Je me souviens que Rodolpho était là, parce que ce fut lui qui me porta, pour rentrer.

Il faisait tout à fait nuit, quand on se mit en route, à petits pas. Sans doute on nous reconduisait, un bout de chemin, ou peut-être jusqu'à la maison, car il me semble que nous étions un groupe nombreux.

—Mon Dieu! mon Dieu!... redisait à chaque instant tante Zoé, en se grattant le coin du sourcil, que va dire papa?...

Rodolpho me tenait couchée sur ses bras et me parlait gentiment pour me consoler; mais je ne me plaignais pas. J'endurais patiemment la douleur lancinante et ce poids effrayant de mon bras, qui me semblait changé en pierre. J'avais un peu honte d'être portée; mais je sentais bien que c'était trop lourd, que je ne pourrais pas marcher.

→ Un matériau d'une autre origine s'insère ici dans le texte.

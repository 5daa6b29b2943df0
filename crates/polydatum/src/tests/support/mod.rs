//! Scripted providers and a shared journal for lifecycle tests.

use std::sync::{Arc, Mutex};

use serde_json::{Value, json};

use crate::{
    ContextMiddleware, DataManager, DataManagerBuilder, ExecutionContext, Fault, MethodCall,
    MiddlewareProvider, Provider, Resource, ResourceProvider, ResourceValue, Service, Step,
};

/// Ordered record of lifecycle events, shared between providers and tests.
#[derive(Debug, Clone, Default)]
pub(crate) struct Journal {
    entries: Arc<Mutex<Vec<String>>>,
}

impl Journal {
    pub(crate) fn record(&self, entry: impl Into<String>) {
        self.entries
            .lock()
            .expect("journal lock poisoned")
            .push(entry.into());
    }

    pub(crate) fn entries(&self) -> Vec<String> {
        self.entries.lock().expect("journal lock poisoned").clone()
    }

    pub(crate) fn count(&self, entry: &str) -> usize {
        self.entries().iter().filter(|seen| *seen == entry).count()
    }

    pub(crate) fn joined(&self) -> String {
        self.entries().join(",")
    }
}

/// What a scripted provider does when acquired.
#[derive(Debug, Clone, Copy, PartialEq, Eq)]
pub(crate) enum OnAcquire {
    Ready,
    Finish,
    Fail,
}

/// What a scripted provider does when released.
#[derive(Debug, Clone, Copy, PartialEq, Eq)]
pub(crate) enum OnRelease {
    /// Hands an in-flight fault back, otherwise finishes.
    PassThrough,
    /// Finishes, suppressing any in-flight fault.
    Finish,
    /// Becomes ready again.
    ReadyAgain,
    /// Raises a fresh fault.
    Fail,
}

#[derive(Debug, Clone, Copy, PartialEq, Eq)]
pub(crate) struct Script {
    pub(crate) acquire: OnAcquire,
    pub(crate) release: OnRelease,
}

impl Script {
    pub(crate) const fn well_behaved() -> Self {
        Self {
            acquire: OnAcquire::Ready,
            release: OnRelease::PassThrough,
        }
    }

    pub(crate) const fn releasing(release: OnRelease) -> Self {
        Self {
            acquire: OnAcquire::Ready,
            release,
        }
    }

    pub(crate) const fn acquiring(acquire: OnAcquire) -> Self {
        Self {
            acquire,
            release: OnRelease::PassThrough,
        }
    }
}

struct ScriptedProvider<T> {
    name: String,
    script: Script,
    journal: Journal,
    value: T,
}

impl<T: Clone> Provider for ScriptedProvider<T> {
    type Ready = T;

    fn acquire(&mut self, _context: &ExecutionContext) -> Result<Step<T>, Fault> {
        self.journal.record(format!("enter:{}", self.name));
        match self.script.acquire {
            OnAcquire::Ready => Ok(Step::Ready(self.value.clone())),
            OnAcquire::Finish => Ok(Step::Done),
            OnAcquire::Fail => Err(Fault::msg(format!("{} failed to start", self.name))),
        }
    }

    fn release(
        &mut self,
        _context: &ExecutionContext,
        fault: Option<&Fault>,
    ) -> Result<Step<T>, Fault> {
        match fault {
            Some(in_flight) => self
                .journal
                .record(format!("exit:{}:{in_flight}", self.name)),
            None => self.journal.record(format!("exit:{}", self.name)),
        }
        match (self.script.release, fault) {
            (OnRelease::PassThrough, Some(in_flight)) => Err(in_flight.clone()),
            (OnRelease::PassThrough | OnRelease::Finish, _) => Ok(Step::Done),
            (OnRelease::ReadyAgain, _) => Ok(Step::Ready(self.value.clone())),
            (OnRelease::Fail, _) => Err(Fault::msg(format!("{} failed to close", self.name))),
        }
    }
}

/// Resource whose provider follows a [`Script`] and records to a journal.
pub(crate) struct ScriptedResource {
    name: String,
    script: Script,
    journal: Journal,
}

impl ScriptedResource {
    pub(crate) fn new(name: &str, script: Script, journal: &Journal) -> Self {
        Self {
            name: name.to_owned(),
            script,
            journal: journal.clone(),
        }
    }
}

impl Resource for ScriptedResource {
    fn provider(&self, _context: &ExecutionContext) -> ResourceProvider {
        let value: ResourceValue = Arc::new(format!("{}-value", self.name));
        Box::new(ScriptedProvider {
            name: self.name.clone(),
            script: self.script,
            journal: self.journal.clone(),
            value,
        })
    }
}

/// Context middleware following a [`Script`].
pub(crate) struct ScriptedMiddleware {
    name: String,
    script: Script,
    journal: Journal,
}

impl ScriptedMiddleware {
    pub(crate) fn new(name: &str, script: Script, journal: &Journal) -> Self {
        Self {
            name: name.to_owned(),
            script,
            journal: journal.clone(),
        }
    }
}

impl ContextMiddleware for ScriptedMiddleware {
    fn name(&self) -> &str {
        &self.name
    }

    fn provider(&self, _context: &ExecutionContext) -> MiddlewareProvider {
        Box::new(ScriptedProvider {
            name: self.name.clone(),
            script: self.script,
            journal: self.journal.clone(),
            value: (),
        })
    }
}

/// Builds a manager from scripted resources and middleware.
pub(crate) fn scripted_manager(
    journal: &Journal,
    resources: &[(&str, Script)],
    middleware: &[(&str, Script)],
) -> Arc<DataManager> {
    scripted_builder(journal, resources, middleware).build()
}

pub(crate) fn scripted_builder(
    journal: &Journal,
    resources: &[(&str, Script)],
    middleware: &[(&str, Script)],
) -> DataManagerBuilder {
    let with_resources = resources
        .iter()
        .fold(DataManager::builder(), |builder, (name, script)| {
            builder
                .register_resource(name, ScriptedResource::new(name, *script, journal))
                .expect("resource names are unique")
        });
    middleware
        .iter()
        .fold(with_resources, |builder, (name, script)| {
            builder.register_context_middleware(ScriptedMiddleware::new(name, *script, journal))
        })
}

/// `users` service with a nested `profile` child whose `update` echoes its
/// arguments.
pub(crate) fn users_service() -> Service {
    let profile = Service::new().with_method("update", |call: &MethodCall<'_>| {
        Ok(json!({
            "id": call.arg(0).cloned().unwrap_or(Value::Null),
            "changes": call.arg(1).cloned().unwrap_or(Value::Null),
        }))
    });
    Service::new()
        .with_method("count", |_: &MethodCall<'_>| Ok(json!(2)))
        .with_service("profile", profile)
}
//! Per-invocation request state threaded through method middleware.

use std::collections::BTreeMap;

use serde_json::Value;

use super::path::PathSegment;
use crate::context::ExecutionContext;
use crate::service::Method;

/// Positional and keyword call arguments.
#[derive(Debug, Clone, Default, PartialEq)]
pub struct Args {
    positional: Vec<Value>,
    keyword: BTreeMap<String, Value>,
}

impl Args {
    /// Creates an empty argument list.
    #[must_use]
    pub fn new() -> Self {
        Self::default()
    }

    /// Appends a positional argument.
    #[must_use]
    pub fn arg(mut self, value: impl Into<Value>) -> Self {
        self.positional.push(value.into());
        self
    }

    /// Sets a keyword argument.
    #[must_use]
    pub fn kwarg(mut self, name: impl Into<String>, value: impl Into<Value>) -> Self {
        self.keyword.insert(name.into(), value.into());
        self
    }

    /// Positional arguments in call order.
    #[must_use]
    pub fn positional(&self) -> &[Value] {
        &self.positional
    }

    /// Keyword arguments.
    #[must_use]
    pub fn keyword(&self) -> &BTreeMap<String, Value> {
        &self.keyword
    }

    /// Mutable positional arguments.
    pub fn positional_mut(&mut self) -> &mut Vec<Value> {
        &mut self.positional
    }

    /// Mutable keyword arguments.
    pub fn keyword_mut(&mut self) -> &mut BTreeMap<String, Value> {
        &mut self.keyword
    }
}

impl From<Vec<Value>> for Args {
    fn from(positional: Vec<Value>) -> Self {
        Self {
            positional,
            keyword: BTreeMap::new(),
        }
    }
}

/// One command invocation in flight.
///
/// Middleware may rewrite the arguments or the resolved target before
/// delegating.
#[derive(Debug)]
pub struct Request {
    context: ExecutionContext,
    path: Vec<PathSegment>,
    args: Args,
    target: Option<Method>,
}

impl Request {
    pub(crate) fn new(context: ExecutionContext, path: Vec<PathSegment>, args: Args) -> Self {
        Self {
            context,
            path,
            args,
            target: None,
        }
    }

    /// Context the command runs in.
    #[must_use]
    pub fn context(&self) -> &ExecutionContext {
        &self.context
    }

    /// Full command path.
    #[must_use]
    pub fn path(&self) -> &[PathSegment] {
        &self.path
    }

    /// Call arguments.
    #[must_use]
    pub fn args(&self) -> &Args {
        &self.args
    }

    /// Mutable call arguments.
    pub fn args_mut(&mut self) -> &mut Args {
        &mut self.args
    }

    /// Method resolved for this request, if any.
    #[must_use]
    pub fn target(&self) -> Option<&Method> {
        self.target.as_ref()
    }

    /// Sets the method to invoke.
    pub fn set_target(&mut self, target: Method) {
        self.target = Some(target);
    }
}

En débouchant, hors des fortifications, sur la route de Châtillon, le grand morceau de ciel qui se découvrit, apparut si merveilleusement criblé d'étoiles, que l'on s'arrêta pour l'admirer. La tête renversée sur le bras qui me soutenait, j'étais on ne peut mieux placée pour voir le ciel, et je crois que ce fut, ce soir-là, pour la première fois que je regardais les étoiles.

—Qu'est-ce que c'est ... dis?...

Et Rodolpho, comme s'il eût parlé à une grande personne, se mit à m'expliquer le ciel, l'infini de l'espace, les innombrables soleils. Etait-ce la fièvre qui m'aida à comprendre? Mais ce fut comme si on avait brusquement déchiré un rideau devant tout cet inconnu, qui m'intéressa si passionnément plus tard. L'impression fut grande et profonde; jamais je ne me suis souvenue de cette première souffrance physique, endurée ce jour-là, sans qu'elle ne fût aussitôt voilée par cette splendeur: la première vision des étoiles.